Ketiga KEK yang dimaksud adalah KEK Tanjung Api-Api Sumatera Selatan, KEK Bitung Sulawesi Utara, dan KEK Morotai Maluku Utara. Namun dari kertiganya, KEK Tanjung Api-Api telah menunjukan perkembangan yang cukup baik, bahkan sudah ada beberapa investor yang menyatakan minatnya.

Dirinya menambahkan, ada KEK yang telah disarankan mengubah badan pengelola melalui kerjasama dengan investor. Hal ini sudah berhasil dilakukan, sehingga pemilik dana dan badan pengelola bisa membebaskan lahan, untuk kemudian mengundang investor lainnya.

"Tapi ada saja beberapa KEK yang enggak jadi-jadi. Ingin mengembangkan KEK-nya tapi dananya enggak ada untuk membebaskan lahan. Dan makin lama harga lahan akan makin mahal. Kalau pemiliknya tahu lahannya masuk dalam rencana KEK dia akan melonjak (harganya)," jelas dia.
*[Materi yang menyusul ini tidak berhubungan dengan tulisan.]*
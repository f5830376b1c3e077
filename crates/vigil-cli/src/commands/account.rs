//! Account administration commands.

use std::path::Path;

use anyhow::Result;
use vigil_auth::{SledAccountStore, validation::normalize_email};

use super::open_auth_db;
use crate::ui;

/// Account actions.
pub enum AccountAction {
    /// List all accounts.
    List,
    /// Allow login.
    Enable { email: String },
    /// Block login.
    Disable { email: String },
    /// Suspend.
    Suspend { email: String },
    /// Lift a suspension.
    Unsuspend { email: String },
}

/// Run an account command.
///
/// Flag changes do not revoke tokens already issued; they only block new
/// logins.
pub fn run_account(config_path: Option<&Path>, action: AccountAction) -> Result<()> {
    let db = open_auth_db(config_path)?;

    match action {
        AccountAction::List => list_accounts(&db.accounts),
        AccountAction::Enable { email } => set_flags(&db.accounts, &email, Some(true), None),
        AccountAction::Disable { email } => set_flags(&db.accounts, &email, Some(false), None),
        AccountAction::Suspend { email } => set_flags(&db.accounts, &email, None, Some(true)),
        AccountAction::Unsuspend { email } => set_flags(&db.accounts, &email, None, Some(false)),
    }
}

fn list_accounts(store: &SledAccountStore) -> Result<()> {
    let accounts = store.list()?;

    if accounts.is_empty() {
        ui::info("No accounts yet.");
        return Ok(());
    }

    ui::info(&format!("Accounts ({}):", accounts.len()));
    println!();
    println!(
        "{:<40} {:<38} {:<8} {:<10} {:<20}",
        "EMAIL", "ID", "ENABLED", "SUSPENDED", "CREATED"
    );
    println!("{}", "-".repeat(120));

    for account in accounts {
        println!(
            "{:<40} {:<38} {:<8} {:<10} {:<20}",
            account.email,
            account.id,
            if account.enabled { "yes" } else { "no" },
            if account.suspended { "yes" } else { "no" },
            account.created_at.format("%Y-%m-%d %H:%M"),
        );
    }

    Ok(())
}

fn set_flags(
    store: &SledAccountStore,
    email: &str,
    enabled: Option<bool>,
    suspended: Option<bool>,
) -> Result<()> {
    let account = store.set_flags(&normalize_email(email), enabled, suspended)?;

    ui::success(&format!(
        "{}: enabled={}, suspended={}",
        account.email, account.enabled, account.suspended
    ));
    if !account.can_login() {
        ui::warning("Tokens issued before this change stay valid until they expire");
    }

    Ok(())
}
Darmin menjelaskan, masalah pembebasan lahan menjadi salah satu kendala yang menghalangi perkembangan KEK. Untuk itu, pemerintah akan mengubah aturan pengajuan KEK dengan mensyaratkan pembebasan lahan yang akan digunakan minimal 50 persennya.

"Kalau lahan belum jelas nanti dulu. Urus dulu lahannya, baru nanti kalau jelas, misalnya ada KEK yang mau kembangkan 500 hektare, lahannya sudah selesai lebih dari separuh, baru kita proses. Tapi kalau baru mau akan, nah itu enggak usah," pungkasnya.